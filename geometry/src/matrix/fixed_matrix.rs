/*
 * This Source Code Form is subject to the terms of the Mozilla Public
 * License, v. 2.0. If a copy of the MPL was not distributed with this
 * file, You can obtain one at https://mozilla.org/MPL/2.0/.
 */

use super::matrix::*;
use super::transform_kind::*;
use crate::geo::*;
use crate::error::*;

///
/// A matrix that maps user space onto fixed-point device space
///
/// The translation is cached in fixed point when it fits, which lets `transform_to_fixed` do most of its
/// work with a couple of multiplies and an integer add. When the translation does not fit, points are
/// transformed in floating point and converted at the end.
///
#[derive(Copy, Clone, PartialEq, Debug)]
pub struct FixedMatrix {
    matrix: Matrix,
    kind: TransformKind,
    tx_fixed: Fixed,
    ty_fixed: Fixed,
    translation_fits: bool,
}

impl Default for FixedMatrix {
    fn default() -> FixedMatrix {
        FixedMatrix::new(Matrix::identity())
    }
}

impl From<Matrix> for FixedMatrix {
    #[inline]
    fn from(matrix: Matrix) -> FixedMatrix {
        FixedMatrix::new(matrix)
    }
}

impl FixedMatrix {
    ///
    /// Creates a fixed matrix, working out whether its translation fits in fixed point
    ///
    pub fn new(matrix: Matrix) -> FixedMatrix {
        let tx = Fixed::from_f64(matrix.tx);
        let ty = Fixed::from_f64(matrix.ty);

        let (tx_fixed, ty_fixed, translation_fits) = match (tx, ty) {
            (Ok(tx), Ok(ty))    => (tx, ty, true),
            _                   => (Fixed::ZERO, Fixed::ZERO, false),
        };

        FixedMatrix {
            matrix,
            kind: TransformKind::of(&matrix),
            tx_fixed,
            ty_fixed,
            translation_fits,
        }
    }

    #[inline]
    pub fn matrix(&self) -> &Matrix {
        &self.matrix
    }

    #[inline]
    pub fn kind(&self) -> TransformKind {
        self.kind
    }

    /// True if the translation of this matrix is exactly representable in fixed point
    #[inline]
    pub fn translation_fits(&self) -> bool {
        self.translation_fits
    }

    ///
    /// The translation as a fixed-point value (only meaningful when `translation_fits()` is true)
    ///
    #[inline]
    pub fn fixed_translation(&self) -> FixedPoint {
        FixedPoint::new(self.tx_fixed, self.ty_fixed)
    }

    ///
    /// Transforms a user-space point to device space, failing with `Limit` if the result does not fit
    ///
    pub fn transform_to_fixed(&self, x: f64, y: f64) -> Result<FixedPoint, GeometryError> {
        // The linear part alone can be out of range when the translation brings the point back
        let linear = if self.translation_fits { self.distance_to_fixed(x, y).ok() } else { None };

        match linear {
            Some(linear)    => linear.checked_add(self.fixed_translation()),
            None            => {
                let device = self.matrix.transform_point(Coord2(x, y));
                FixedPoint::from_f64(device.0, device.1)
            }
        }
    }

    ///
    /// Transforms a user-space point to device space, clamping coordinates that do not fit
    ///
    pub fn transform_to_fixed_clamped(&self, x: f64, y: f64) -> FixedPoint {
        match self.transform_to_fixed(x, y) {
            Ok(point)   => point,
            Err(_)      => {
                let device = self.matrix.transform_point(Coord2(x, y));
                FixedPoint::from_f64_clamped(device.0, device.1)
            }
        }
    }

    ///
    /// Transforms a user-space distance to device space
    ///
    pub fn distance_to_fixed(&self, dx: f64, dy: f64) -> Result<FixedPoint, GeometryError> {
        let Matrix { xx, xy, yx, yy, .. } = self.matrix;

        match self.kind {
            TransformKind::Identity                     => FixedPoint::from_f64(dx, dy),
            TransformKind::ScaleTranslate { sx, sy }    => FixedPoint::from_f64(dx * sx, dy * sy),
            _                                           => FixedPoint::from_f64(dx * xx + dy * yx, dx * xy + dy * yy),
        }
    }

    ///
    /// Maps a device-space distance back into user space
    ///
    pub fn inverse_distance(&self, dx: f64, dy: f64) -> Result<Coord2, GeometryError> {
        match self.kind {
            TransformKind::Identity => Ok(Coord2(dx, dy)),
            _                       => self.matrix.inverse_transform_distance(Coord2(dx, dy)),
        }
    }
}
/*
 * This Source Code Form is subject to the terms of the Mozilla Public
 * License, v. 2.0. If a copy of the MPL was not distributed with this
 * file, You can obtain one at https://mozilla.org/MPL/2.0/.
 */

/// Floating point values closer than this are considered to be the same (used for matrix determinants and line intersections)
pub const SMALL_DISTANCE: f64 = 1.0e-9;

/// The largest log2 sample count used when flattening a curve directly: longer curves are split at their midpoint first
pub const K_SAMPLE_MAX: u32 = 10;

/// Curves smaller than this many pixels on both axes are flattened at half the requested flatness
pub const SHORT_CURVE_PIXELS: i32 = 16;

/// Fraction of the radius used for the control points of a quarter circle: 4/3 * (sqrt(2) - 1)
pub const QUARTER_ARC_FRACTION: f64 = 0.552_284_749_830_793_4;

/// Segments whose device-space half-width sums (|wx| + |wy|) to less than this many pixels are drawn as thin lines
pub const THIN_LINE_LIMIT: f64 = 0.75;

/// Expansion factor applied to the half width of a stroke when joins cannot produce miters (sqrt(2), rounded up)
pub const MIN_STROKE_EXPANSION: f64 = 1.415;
------------------------------------------------------------
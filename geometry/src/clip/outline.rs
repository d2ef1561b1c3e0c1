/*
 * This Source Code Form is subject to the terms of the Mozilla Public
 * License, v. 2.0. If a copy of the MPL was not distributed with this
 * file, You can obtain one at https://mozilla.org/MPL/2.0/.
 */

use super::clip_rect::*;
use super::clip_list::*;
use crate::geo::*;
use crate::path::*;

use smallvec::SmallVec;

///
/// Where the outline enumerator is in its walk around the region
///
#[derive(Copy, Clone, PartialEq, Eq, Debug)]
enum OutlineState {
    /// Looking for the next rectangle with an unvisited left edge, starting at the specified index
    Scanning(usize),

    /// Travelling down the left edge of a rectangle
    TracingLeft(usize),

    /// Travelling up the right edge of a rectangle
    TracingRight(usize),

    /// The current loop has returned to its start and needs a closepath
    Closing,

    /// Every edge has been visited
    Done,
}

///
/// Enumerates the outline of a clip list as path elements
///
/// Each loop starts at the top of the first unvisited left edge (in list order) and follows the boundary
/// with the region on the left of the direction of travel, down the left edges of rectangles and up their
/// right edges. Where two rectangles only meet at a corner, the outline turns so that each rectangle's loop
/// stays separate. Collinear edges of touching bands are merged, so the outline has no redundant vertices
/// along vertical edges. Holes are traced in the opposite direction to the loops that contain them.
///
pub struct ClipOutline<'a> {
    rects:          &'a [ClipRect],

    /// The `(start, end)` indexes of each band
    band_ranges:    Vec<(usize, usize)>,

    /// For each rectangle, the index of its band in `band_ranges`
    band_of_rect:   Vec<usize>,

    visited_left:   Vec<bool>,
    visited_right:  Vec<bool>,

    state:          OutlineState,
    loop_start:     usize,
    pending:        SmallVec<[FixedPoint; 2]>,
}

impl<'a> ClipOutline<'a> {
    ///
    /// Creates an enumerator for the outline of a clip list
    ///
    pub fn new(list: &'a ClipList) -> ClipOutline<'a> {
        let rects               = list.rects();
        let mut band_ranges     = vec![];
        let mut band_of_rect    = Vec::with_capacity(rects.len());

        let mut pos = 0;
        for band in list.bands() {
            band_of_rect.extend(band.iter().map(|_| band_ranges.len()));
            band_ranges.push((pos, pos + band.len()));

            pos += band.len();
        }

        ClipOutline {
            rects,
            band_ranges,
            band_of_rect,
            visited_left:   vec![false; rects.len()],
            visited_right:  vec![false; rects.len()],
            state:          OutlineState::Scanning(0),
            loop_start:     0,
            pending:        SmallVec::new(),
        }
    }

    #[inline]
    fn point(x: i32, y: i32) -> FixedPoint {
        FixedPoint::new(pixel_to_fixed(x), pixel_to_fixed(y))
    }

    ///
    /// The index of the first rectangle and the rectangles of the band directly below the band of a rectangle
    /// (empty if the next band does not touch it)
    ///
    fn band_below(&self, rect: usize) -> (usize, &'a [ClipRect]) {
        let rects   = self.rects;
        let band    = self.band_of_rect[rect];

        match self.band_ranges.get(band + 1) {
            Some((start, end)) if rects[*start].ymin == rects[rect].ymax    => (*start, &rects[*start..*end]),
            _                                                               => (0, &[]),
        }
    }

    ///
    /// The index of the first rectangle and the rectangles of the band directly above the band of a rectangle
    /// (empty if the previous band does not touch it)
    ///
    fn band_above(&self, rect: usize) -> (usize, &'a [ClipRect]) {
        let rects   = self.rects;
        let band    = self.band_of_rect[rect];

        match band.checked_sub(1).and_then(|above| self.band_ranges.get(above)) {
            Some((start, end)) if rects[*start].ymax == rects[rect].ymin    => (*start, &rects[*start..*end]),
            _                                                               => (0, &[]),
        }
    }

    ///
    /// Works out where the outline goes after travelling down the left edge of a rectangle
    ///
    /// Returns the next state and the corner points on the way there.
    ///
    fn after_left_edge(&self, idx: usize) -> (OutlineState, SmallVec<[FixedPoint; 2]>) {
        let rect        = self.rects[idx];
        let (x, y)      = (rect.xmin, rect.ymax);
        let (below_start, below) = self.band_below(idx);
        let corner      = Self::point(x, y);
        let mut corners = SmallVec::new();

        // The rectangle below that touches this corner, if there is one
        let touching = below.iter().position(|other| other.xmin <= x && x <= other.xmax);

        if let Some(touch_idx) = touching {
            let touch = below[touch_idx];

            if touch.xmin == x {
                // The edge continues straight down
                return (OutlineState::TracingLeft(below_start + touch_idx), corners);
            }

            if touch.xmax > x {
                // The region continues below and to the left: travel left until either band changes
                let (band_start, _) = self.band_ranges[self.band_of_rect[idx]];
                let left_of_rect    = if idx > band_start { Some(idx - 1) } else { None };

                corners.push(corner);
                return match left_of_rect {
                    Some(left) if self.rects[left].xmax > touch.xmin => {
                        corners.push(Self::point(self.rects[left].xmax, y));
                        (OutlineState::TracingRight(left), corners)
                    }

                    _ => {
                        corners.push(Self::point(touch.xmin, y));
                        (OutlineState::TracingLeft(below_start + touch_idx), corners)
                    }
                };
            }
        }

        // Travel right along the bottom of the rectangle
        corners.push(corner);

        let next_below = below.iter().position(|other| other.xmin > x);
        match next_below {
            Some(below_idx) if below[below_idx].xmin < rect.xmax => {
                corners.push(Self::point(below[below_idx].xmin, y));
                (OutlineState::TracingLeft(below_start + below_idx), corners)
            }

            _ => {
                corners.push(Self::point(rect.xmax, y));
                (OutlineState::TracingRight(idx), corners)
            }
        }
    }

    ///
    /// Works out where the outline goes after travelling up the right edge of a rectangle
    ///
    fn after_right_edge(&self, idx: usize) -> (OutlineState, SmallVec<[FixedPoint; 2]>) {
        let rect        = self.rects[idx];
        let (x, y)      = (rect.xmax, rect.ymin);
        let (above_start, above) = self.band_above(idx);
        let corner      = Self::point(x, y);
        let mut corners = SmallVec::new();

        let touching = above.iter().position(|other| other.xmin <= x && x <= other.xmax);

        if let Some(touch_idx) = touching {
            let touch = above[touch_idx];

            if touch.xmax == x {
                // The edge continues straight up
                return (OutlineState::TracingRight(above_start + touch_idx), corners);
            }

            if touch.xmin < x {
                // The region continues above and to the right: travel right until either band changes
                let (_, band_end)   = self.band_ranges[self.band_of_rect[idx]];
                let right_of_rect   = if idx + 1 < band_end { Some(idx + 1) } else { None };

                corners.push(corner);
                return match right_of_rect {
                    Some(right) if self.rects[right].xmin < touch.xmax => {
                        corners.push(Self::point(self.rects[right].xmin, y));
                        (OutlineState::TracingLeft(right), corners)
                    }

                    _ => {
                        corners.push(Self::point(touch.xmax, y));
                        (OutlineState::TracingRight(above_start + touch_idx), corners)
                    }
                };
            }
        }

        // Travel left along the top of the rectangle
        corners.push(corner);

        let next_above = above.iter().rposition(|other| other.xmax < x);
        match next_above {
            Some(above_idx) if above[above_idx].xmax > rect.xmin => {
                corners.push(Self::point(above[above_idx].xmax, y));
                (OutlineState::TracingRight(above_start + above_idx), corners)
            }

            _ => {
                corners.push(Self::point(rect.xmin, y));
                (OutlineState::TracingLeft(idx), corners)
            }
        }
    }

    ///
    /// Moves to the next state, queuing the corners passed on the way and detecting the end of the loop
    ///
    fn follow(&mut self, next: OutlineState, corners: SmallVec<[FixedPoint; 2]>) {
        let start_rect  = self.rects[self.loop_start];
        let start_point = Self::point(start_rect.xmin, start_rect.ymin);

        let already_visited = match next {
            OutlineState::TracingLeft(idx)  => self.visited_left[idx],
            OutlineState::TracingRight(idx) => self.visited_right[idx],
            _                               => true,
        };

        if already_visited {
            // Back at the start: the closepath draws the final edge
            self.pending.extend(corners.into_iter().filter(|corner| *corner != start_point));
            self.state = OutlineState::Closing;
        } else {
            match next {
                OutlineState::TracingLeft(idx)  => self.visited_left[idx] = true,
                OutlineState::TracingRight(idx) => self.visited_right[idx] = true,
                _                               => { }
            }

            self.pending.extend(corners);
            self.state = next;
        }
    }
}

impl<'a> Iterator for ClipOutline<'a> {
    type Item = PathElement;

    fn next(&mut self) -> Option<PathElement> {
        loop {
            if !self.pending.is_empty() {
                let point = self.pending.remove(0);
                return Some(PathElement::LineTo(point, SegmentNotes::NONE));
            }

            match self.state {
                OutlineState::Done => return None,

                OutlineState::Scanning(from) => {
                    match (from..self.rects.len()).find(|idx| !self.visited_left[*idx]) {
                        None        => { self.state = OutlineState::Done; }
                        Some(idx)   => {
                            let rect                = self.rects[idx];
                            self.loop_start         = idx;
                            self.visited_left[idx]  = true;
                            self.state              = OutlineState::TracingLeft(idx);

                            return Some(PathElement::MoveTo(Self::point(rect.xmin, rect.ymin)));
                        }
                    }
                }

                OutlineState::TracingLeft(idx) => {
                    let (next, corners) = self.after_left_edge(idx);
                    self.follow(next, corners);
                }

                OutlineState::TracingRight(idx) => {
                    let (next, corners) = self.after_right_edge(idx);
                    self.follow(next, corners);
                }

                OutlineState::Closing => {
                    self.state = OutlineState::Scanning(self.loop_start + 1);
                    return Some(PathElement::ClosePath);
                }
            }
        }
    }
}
------------------------------------------------------------
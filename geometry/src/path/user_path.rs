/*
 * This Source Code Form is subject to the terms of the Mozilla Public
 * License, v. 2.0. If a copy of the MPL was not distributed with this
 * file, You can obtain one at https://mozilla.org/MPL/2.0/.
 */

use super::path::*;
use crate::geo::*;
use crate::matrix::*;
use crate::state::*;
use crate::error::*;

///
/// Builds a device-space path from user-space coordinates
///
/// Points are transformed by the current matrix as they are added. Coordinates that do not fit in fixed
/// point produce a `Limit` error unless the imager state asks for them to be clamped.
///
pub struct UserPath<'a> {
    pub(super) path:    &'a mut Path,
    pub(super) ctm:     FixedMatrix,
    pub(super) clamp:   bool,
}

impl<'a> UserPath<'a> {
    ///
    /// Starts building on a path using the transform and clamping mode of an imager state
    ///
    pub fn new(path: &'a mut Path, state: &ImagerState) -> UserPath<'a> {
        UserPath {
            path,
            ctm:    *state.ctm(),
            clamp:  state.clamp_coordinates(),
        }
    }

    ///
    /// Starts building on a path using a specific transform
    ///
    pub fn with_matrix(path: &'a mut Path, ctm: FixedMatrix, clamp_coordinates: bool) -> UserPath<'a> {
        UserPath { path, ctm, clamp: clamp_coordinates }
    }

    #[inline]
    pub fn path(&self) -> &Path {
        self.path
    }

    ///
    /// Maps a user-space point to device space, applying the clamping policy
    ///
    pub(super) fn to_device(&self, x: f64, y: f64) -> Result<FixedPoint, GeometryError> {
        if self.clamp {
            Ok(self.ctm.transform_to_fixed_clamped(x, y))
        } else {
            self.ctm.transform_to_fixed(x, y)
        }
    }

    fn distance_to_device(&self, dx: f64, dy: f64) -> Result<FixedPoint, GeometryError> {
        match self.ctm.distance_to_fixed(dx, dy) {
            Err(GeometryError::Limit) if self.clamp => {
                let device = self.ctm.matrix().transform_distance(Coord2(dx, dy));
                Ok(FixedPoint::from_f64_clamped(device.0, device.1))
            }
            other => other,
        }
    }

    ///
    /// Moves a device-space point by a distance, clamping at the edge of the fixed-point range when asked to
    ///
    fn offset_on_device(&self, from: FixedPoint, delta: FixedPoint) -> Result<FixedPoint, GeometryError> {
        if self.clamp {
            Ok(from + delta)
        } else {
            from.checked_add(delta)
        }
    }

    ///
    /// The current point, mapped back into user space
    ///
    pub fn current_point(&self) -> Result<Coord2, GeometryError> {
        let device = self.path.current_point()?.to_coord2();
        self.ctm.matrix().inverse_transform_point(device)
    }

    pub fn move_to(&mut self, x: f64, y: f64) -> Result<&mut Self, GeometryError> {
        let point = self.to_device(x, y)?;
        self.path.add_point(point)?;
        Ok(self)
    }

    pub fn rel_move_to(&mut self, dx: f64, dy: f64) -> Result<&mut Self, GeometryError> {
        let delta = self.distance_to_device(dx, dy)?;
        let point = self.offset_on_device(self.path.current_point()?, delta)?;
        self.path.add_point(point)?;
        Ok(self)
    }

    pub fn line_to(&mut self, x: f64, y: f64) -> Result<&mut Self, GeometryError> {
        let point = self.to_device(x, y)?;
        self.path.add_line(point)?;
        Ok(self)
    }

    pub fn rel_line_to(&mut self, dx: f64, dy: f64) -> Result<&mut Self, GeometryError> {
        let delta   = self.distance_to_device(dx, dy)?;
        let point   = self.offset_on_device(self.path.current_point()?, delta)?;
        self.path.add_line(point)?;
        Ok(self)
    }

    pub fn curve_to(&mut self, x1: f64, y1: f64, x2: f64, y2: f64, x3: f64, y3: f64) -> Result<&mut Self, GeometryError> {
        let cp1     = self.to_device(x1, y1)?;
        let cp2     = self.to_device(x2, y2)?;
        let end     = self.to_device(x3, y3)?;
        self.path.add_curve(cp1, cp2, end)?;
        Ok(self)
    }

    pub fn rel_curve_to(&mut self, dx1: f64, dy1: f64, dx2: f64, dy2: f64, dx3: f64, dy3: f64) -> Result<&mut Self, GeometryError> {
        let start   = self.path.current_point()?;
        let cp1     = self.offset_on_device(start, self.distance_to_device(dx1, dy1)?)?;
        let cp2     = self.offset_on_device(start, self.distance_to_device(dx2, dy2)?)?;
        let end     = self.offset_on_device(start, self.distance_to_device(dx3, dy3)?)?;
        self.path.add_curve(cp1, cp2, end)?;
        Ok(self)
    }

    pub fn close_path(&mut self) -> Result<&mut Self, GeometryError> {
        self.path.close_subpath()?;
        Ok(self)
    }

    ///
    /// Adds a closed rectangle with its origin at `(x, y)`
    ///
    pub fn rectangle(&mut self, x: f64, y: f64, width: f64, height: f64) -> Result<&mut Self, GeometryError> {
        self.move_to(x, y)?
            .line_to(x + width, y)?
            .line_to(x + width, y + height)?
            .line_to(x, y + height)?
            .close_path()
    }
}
------------------------------------------------------------
* YOUR ASSIGNMENT
Go through the data, and copy each line in which the word "struct" appears.

* FINAL ANSWER
pub struct FixedMatrix {
pub struct ClipOutline<'a> {
pub struct UserPath<'a> {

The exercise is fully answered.